30–31 Oct 2025
IT4Innovations
Europe/Prague timezone

Nanowear in molybdenum disulfide studied by molecular dynamics simulations

31 Oct 2025, 09:50
20m
atrium (IT4Innovations)

atrium

IT4Innovations

Studentská 6231/1B 708 00 Ostrava-Poruba
User's talk Materials Science (e.g. Computational/Theoretical/Physical Chemistry, Soft Matter, Polymer Research) Users' Talks IV

Speaker

Dr Paolo Nicolini (FZU - Institute of Physics of the Czech Academy of Sciences)

Description

Molybdenum disulfide (MoS$_2$) is a layered material that has been used as a solid lubricant for decades[1]. The experimental verification of superlubricity in the early nineties for crystalline MoS$_2$ coatings in ultrahigh vacuum conditions[2] sparked again the interest for such a material.

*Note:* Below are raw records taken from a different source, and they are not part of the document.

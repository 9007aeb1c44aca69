//! Elliptic-curve key agreement
//!
//! The session key is derived as the trailing `key_size / 8` bytes of
//! `hash(ECDH(local_private, remote_public))`. Both peers must use the same
//! hash algorithm and key size, otherwise they end up with different keys
//! and the first sealed message fails to open.

use crate::asymmetric::{AsymmetricAlgorithm, KeyPair, PublicKey};
use crate::error::{CryptoError, Result};
use crate::hash::{digest, HashAlgorithm};
use crate::sizes::{EcKeySize, SymmetricKeySize};
use crate::symmetric::SymmetricKey;
use elliptic_curve::ecdh::diffie_hellman;
use elliptic_curve::sec1::{FromEncodedPoint, ModulusSize, ToEncodedPoint};
use elliptic_curve::{AffinePoint, CurveArithmetic, FieldBytesSize, SecretKey};
use zeroize::Zeroizing;

/// Derive a symmetric session key from a local EC key pair and a peer's
/// EC public key
pub fn derive_shared_key(
    hash_algorithm: HashAlgorithm,
    key_size: SymmetricKeySize,
    local: &KeyPair,
    remote: &PublicKey,
) -> Result<SymmetricKey> {
    if local.algorithm() != AsymmetricAlgorithm::Ec || remote.algorithm != AsymmetricAlgorithm::Ec
    {
        return Err(CryptoError::KeyAgreement(
            "key agreement requires EC keys".to_string(),
        ));
    }
    if local.bits() != remote.bits {
        return Err(CryptoError::KeyAgreement(format!(
            "curve mismatch: local {} bits, remote {} bits",
            local.bits(),
            remote.bits
        )));
    }

    let curve =
        EcKeySize::from_bits(local.bits()).map_err(|e| CryptoError::KeyAgreement(e.to_string()))?;
    let private = local.private_bytes();
    let shared = match curve {
        EcKeySize::Low => ecdh::<p224::NistP224>(private, &remote.encoded)?,
        EcKeySize::Medium => ecdh::<p256::NistP256>(private, &remote.encoded)?,
        EcKeySize::High => ecdh::<p384::NistP384>(private, &remote.encoded)?,
        EcKeySize::Highest => ecdh::<p521::NistP521>(private, &remote.encoded)?,
    };

    let hashed = Zeroizing::new(digest(hash_algorithm, &shared));
    let key_len = key_size.byte_len();
    if hashed.len() < key_len {
        return Err(CryptoError::KeyAgreement(format!(
            "{} yields {} bytes, {} needed",
            hash_algorithm,
            hashed.len(),
            key_len
        )));
    }

    SymmetricKey::from_bytes(&hashed[hashed.len() - key_len..])
}

fn ecdh<C>(private: &[u8], remote_public: &[u8]) -> Result<Zeroizing<Vec<u8>>>
where
    C: CurveArithmetic,
    AffinePoint<C>: FromEncodedPoint<C> + ToEncodedPoint<C>,
    FieldBytesSize<C>: ModulusSize,
{
    let secret = SecretKey::<C>::from_slice(private)
        .map_err(|_| CryptoError::KeyAgreement("invalid local private key".to_string()))?;
    let public = elliptic_curve::PublicKey::<C>::from_sec1_bytes(remote_public)
        .map_err(|_| CryptoError::KeyAgreement("invalid remote public key".to_string()))?;

    let shared = diffie_hellman(secret.to_nonzero_scalar(), public.as_affine());
    Ok(Zeroizing::new(shared.raw_secret_bytes().to_vec()))
}

#[cfg(test)]
mod tests {
    use super::*;
    use crate::asymmetric::generate_key_pair;

    #[test]
    fn test_ecdh_symmetry_all_tiers_and_hashes() {
        for curve in EcKeySize::all() {
            let a = KeyPair::generate_ec(curve);
            let b = KeyPair::generate_ec(curve);

            for hash in HashAlgorithm::all() {
                for size in [
                    SymmetricKeySize::Low,
                    SymmetricKeySize::Medium,
                    SymmetricKeySize::High,
                ] {
                    if hash.output_len() < size.byte_len() {
                        continue;
                    }
                    let ab = derive_shared_key(hash, size, &a, b.public_key()).unwrap();
                    let ba = derive_shared_key(hash, size, &b, a.public_key()).unwrap();
                    assert_eq!(ab, ba, "{} / {} / {}", curve, hash, size);
                    assert_eq!(ab.as_bytes().len(), size.byte_len());
                }
            }
        }
    }

    #[test]
    fn test_key_is_digest_suffix() {
        let a = KeyPair::generate_ec(EcKeySize::Medium);
        let b = KeyPair::generate_ec(EcKeySize::Medium);

        let long = derive_shared_key(HashAlgorithm::Sha512, SymmetricKeySize::High, &a, b.public_key())
            .unwrap();
        let short = derive_shared_key(HashAlgorithm::Sha512, SymmetricKeySize::Low, &a, b.public_key())
            .unwrap();
        assert_eq!(&long.as_bytes()[16..], short.as_bytes());
    }

    #[test]
    fn test_different_peers_yield_different_keys() {
        let a = KeyPair::generate_ec(EcKeySize::Medium);
        let b = KeyPair::generate_ec(EcKeySize::Medium);
        let c = KeyPair::generate_ec(EcKeySize::Medium);

        let ab = derive_shared_key(HashAlgorithm::Sha256, SymmetricKeySize::High, &a, b.public_key())
            .unwrap();
        let ac = derive_shared_key(HashAlgorithm::Sha256, SymmetricKeySize::High, &a, c.public_key())
            .unwrap();
        assert_ne!(ab, ac);
    }

    #[test]
    fn test_curve_mismatch_rejected() {
        let a = KeyPair::generate_ec(EcKeySize::Medium);
        let b = KeyPair::generate_ec(EcKeySize::High);
        assert!(matches!(
            derive_shared_key(HashAlgorithm::Sha256, SymmetricKeySize::High, &a, b.public_key()),
            Err(CryptoError::KeyAgreement(_))
        ));
    }

    #[test]
    fn test_short_digest_rejected() {
        let a = KeyPair::generate_ec(EcKeySize::Low);
        let b = KeyPair::generate_ec(EcKeySize::Low);
        assert!(matches!(
            derive_shared_key(HashAlgorithm::Sha224, SymmetricKeySize::High, &a, b.public_key()),
            Err(CryptoError::KeyAgreement(_))
        ));
    }

    #[test]
    fn test_malformed_remote_key_rejected() {
        let a = KeyPair::generate_ec(EcKeySize::Medium);
        let bogus = PublicKey {
            algorithm: AsymmetricAlgorithm::Ec,
            bits: 256,
            encoded: vec![0x04; 65],
        };
        assert!(matches!(
            derive_shared_key(HashAlgorithm::Sha256, SymmetricKeySize::High, &a, &bogus),
            Err(CryptoError::KeyAgreement(_))
        ));
    }

    #[test]
    fn test_rsa_keys_rejected() {
        let a = KeyPair::generate_ec(EcKeySize::Medium);
        let rsa = generate_key_pair(AsymmetricAlgorithm::Rsa, 1024).unwrap();
        assert!(matches!(
            derive_shared_key(HashAlgorithm::Sha256, SymmetricKeySize::High, &a, rsa.public_key()),
            Err(CryptoError::KeyAgreement(_))
        ));
    }
}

Since then, a lot of effort has been devoted in order to understand (and possibly control) the complex phenomena taking place during sliding in such a system, e.g. the formation of crystalline layers from molecular precursors[3] or from amorphous material[4]. On the contrary, the understanding of abrasive wear processes on such a material is still in an early stage.
In this study[5], we performed molecular dynamics (MD) simulations in order to shed light on the elementary steps in the wear process of MoS$_2$ with atomistic detail. A rigid diamond tip has been used to indent a six-layer thick system, and then the tip has been dragged in order to scratch the material. The position and the force acting on the tip has been followed for more than 20 ns, together with the damage done on the substrate. Different MoS$_2$ orientations and normal loads have been considered. The trajectory analysis revealed that the tip moved in a stick-slip fashion, somehow recalling the dynamics that takes place during sliding, but with the slip events occurring on a much longer length scale. Remarkably, it turned out that about only one fifth of the input energy is irreversibly spent in surface damage. The system has been studied also with atomic force microscopy (AFM) experiments, where two different regimes were identified in terms of distributions of the force drop during the slip phase: a generalized extreme value distribution (at high loads, also observed in MD simulations), and a Gaussian distribution (at low loads). These findings provide new insight into the fundamental mechanisms of friction and wear in layered materials and establish a framework for precision nanomachining of van der Waals solids, relevant for next-generation devices at sub-micrometer scales.

References
[1] T. Spalvins, J. S. Przybyszewski, NASA Technical Note D-4269 (1967).
[2] J. M. Martin et al., Phys. Rev. B, 48, 10583 (1993).
[3] S. Peeters et al., Appl. Surf. Sci., 606, 154880 (2022).
[4] P. Nicolini et al., ACS Appl. Mater. Interfaces, 10, 8937 (2018).
[5] P. Koczanowski et al., currently under review in Small (2025).

Primary author

Dr Paolo Nicolini (FZU - Institute of Physics of the Czech Academy of Sciences)

Co-authors

Prof. Enrico Gnecco (Marian Smoluchowski Institute of Physics, Jagiellonian University, Kraków, Poland) Dr Hesam Khaksar (Marian Smoluchowski Institute of Physics, Jagiellonian University, Kraków, Poland) Mr Paweł Koczanowski (Marian Smoluchowski Institute of Physics, Jagiellonian University, Kraków, Poland)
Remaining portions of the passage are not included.